Assiste-t-on à l'effacement des frontières entre la ville et l'hôpital ? Des coups de gomme sont en tout cas visibles ici et là. La Fédération hospitalière de France (FHF) vient de créer un poste de directeur de projet « chargé de la proximité, de l'accessibilité des soins et de l'ouverture de l'hôpital sur la ville ». Son rôle sera justement de « contribuer à construire les positions [de la FHF] dans le domaine de l'organisation de la réponse en matière de soins primaires, d'identifier et de soutenir les formules innovantes d'ouverture de l'hôpital sur ses partenaires de la médecine de ville ». En clair : rapprocher l'hôpital public des médecins libéraux, des hôpitaux de proximité, des maisons et des centres de santé. L'ouverture sur la ville tient aussi bonne place dans le projet médical de la puissante Assistance publique – Hôpitaux de Paris (AP-HP).

Ces initiatives très hospitalières ont provoqué l'ire d'une partie des syndicats de médecins libéraux, qui dénoncent une forme d'annexion. La CSMF et sa branche généraliste soulignent l'« absence de concertation » et une prise en charge « au coût pharaonique pour la collectivité ». La FMF y voit carrément une volonté du ministère de « créer des centres de santé peuplés de médecins hospitaliers »

Lecture boutiquière 

Favorable à la tenue de ces consultations dans les centres de santé gérés par des hôpitaux (une trentaine à ce jour), la Fédération nationale des centres de santé (FNCS) prend le contrepoint des libéraux. « Une lecture boutiquière de la situation n'est pas appropriée. L'hôpital ne veut pas s'occuper des soins de ville à leur place et l'accès aux soins pour tous est une priorité ! », tranche son président Richard Lopez. 

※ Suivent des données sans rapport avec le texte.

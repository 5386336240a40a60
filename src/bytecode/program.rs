use std::rc::Rc;

use tracing::debug;

use crate::error::{ErrorCode, MangoError, MangoResult};

use super::format::*;

/// A validated bytecode image plus its resolved string table.
pub struct Program {
    name: Rc<str>,
    bytes: Vec<u8>,
    library: bool,
    flags: u8,
    idata: Vec<Option<Rc<[u8]>>>,
    idata_offset: Option<usize>,
}

fn malformed(msg: impl Into<String>) -> MangoError {
    MangoError::bytecode(ErrorCode::InvalidValue, msg)
}

impl Program {
    pub fn load(bytes: Vec<u8>, name: &str) -> MangoResult<Rc<Program>> {
        if bytes.len() < HEADER_LEN + 1 || bytes[..2] != MAGIC {
            return Err(malformed(format!("'{name}' is not a bytecode file")));
        }
        let library = match (bytes[2], bytes[3]) {
            (MODE_EXECUTABLE, CONFIRM_EXECUTABLE) => false,
            (MODE_LIBRARY, CONFIRM_LIBRARY) => true,
            _ => return Err(malformed(format!("'{name}' has an invalid bytecode header"))),
        };
        let flags = bytes[7];
        let mut program = Program {
            name: Rc::from(name),
            bytes,
            library,
            flags,
            idata: Vec::new(),
            idata_offset: None,
        };
        if flags & FLAG_IDATA != 0 {
            program.load_idata()?;
        }
        Ok(Rc::new(program))
    }

    pub fn name(&self) -> &Rc<str> {
        &self.name
    }

    pub fn bytes(&self) -> &[u8] {
        &self.bytes
    }

    pub fn len(&self) -> usize {
        self.bytes.len()
    }

    pub fn is_empty(&self) -> bool {
        self.bytes.len() <= HEADER_LEN
    }

    pub fn is_library(&self) -> bool {
        self.library
    }

    pub fn uses_idata(&self) -> bool {
        self.flags & FLAG_IDATA != 0
    }

    pub fn idata_offset(&self) -> Option<usize> {
        self.idata_offset
    }

    pub fn idata(&self, index: u8) -> MangoResult<Rc<[u8]>> {
        self.idata
            .get(index as usize)
            .cloned()
            .flatten()
            .ok_or_else(|| malformed(format!("idata index {index} is not in the string table")))
    }

    pub fn idata_len(&self) -> usize {
        self.idata.iter().filter(|e| e.is_some()).count()
    }

    /// Finds the `0xFD` table. A candidate only counts when every entry points
    /// at a string payload and the last payload ends right before the sentinel.
    fn load_idata(&mut self) -> MangoResult<()> {
        let candidates: Vec<usize> = (HEADER_LEN..self.bytes.len())
            .filter(|&i| self.bytes[i] == MARK_IDATA)
            .collect();
        for at in candidates {
            if let Some(table) = parse_idata(&self.bytes, at) {
                debug!(program = %self.name, entries = table.len(), offset = at, "loaded idata table");
                self.idata = table;
                self.idata_offset = Some(at);
                return Ok(());
            }
        }
        Err(malformed(format!("'{}' declares a string table but none was found", self.name)))
    }
}

fn read_be_u32(bytes: &[u8], at: usize) -> Option<u32> {
    let b = bytes.get(at..at + 4)?;
    Some(u32::from_be_bytes([b[0], b[1], b[2], b[3]]))
}

fn parse_idata(bytes: &[u8], marker: usize) -> Option<Vec<Option<Rc<[u8]>>>> {
    let mut i = marker + 1;
    let mut table: Vec<Option<Rc<[u8]>>> = Vec::new();
    let mut table_end = None;
    let mut last_payload_end = i;

    while table_end.is_none_or(|end| i < end) {
        if bytes.get(i + 1) != Some(&SIG_INT) {
            break;
        }
        let index = bytes[i] as usize;
        let offset = read_be_u32(bytes, i + 2)? as usize;
        table_end.get_or_insert(offset);
        if bytes.get(offset) != Some(&SIG_STRING) {
            return None;
        }
        let len = bytes.get(offset + 1..)?.iter().position(|&b| b == 0)?;
        let payload: Rc<[u8]> = Rc::from(&bytes[offset + 1..offset + 1 + len]);
        if table.len() <= index {
            table.resize(index + 1, None);
        }
        table[index] = Some(payload);
        last_payload_end = last_payload_end.max(offset + 1 + len + 1);
        i += IDATA_ENTRY_LEN;
    }

    let sentinel = if table.is_empty() { i } else { last_payload_end };
    (sentinel + 1 == bytes.len() && bytes[sentinel] == MARK_END).then_some(table)
}

#[cfg(test)]
mod tests {
    use super::*;

    fn header(mode: u8, confirm: u8, flags: u8) -> Vec<u8> {
        vec![0x0B, b'm', mode, confirm, 0, 0, 0, flags]
    }

    #[test]
    fn rejects_bad_magic() {
        assert!(Program::load(vec![1, 2, 3, 4, 5, 6, 7, 8, 0], "x").is_err());
        let mut wrong_confirm = header(b'c', 0x0F, 0);
        wrong_confirm.push(0);
        assert!(Program::load(wrong_confirm, "x").is_err());
    }

    #[test]
    fn library_flag() {
        let mut bytes = header(b'l', 0x0F, 0);
        bytes.push(0);
        let p = Program::load(bytes, "lib.ml").unwrap();
        assert!(p.is_library());
        assert!(!p.uses_idata());
    }

    #[test]
    fn idata_table_resolves_strings() {
        let mut bytes = header(b'c', 0x0E, FLAG_IDATA);
        bytes.extend([0x9E, 0x00, 0x9E, 0x01, 0x9E, 0x00]);
        let marker = bytes.len();
        bytes.push(MARK_IDATA);
        let first = marker + 1 + 2 * IDATA_ENTRY_LEN;
        let second = first + 4;
        bytes.extend([0x00, SIG_INT]);
        bytes.extend((first as u32).to_be_bytes());
        bytes.extend([0x01, SIG_INT]);
        bytes.extend((second as u32).to_be_bytes());
        bytes.extend([0x9E, b'a', b'b', 0x00]);
        bytes.extend([0x9E, b'c', 0x00]);
        bytes.push(MARK_END);

        let p = Program::load(bytes, "t.mc").unwrap();
        assert_eq!(p.idata_offset(), Some(marker));
        assert_eq!(&*p.idata(0).unwrap(), b"ab");
        assert_eq!(&*p.idata(1).unwrap(), b"c");
        assert!(p.idata(2).is_err());
    }

    #[test]
    fn empty_idata_table() {
        let mut bytes = header(b'c', 0x0E, FLAG_IDATA);
        bytes.extend([MARK_IDATA, MARK_END]);
        let p = Program::load(bytes, "t.mc").unwrap();
        assert_eq!(p.idata_len(), 0);
    }

    #[test]
    fn stray_fd_in_code_is_skipped() {
        let mut bytes = header(b'c', 0x0E, FLAG_IDATA);
        // an int literal whose payload contains 0xFD
        bytes.extend([0x9B, 0x00, 0x00, 0x00, 0xFD]);
        let marker = bytes.len();
        bytes.extend([MARK_IDATA, MARK_END]);
        let p = Program::load(bytes, "t.mc").unwrap();
        assert_eq!(p.idata_offset(), Some(marker));
    }
}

Le Dr Christian de Gaye, président de l'Association nationale des médecins généralistes des hôpitaux locaux (AGHL), est sur la même ligne. Selon lui, « il n'y a pas de problème à ce qu'un hôpital organise une offre de médecine générale dans un territoire pauvre en médecins, à condition que cela se fasse en concertation avec les libéraux ».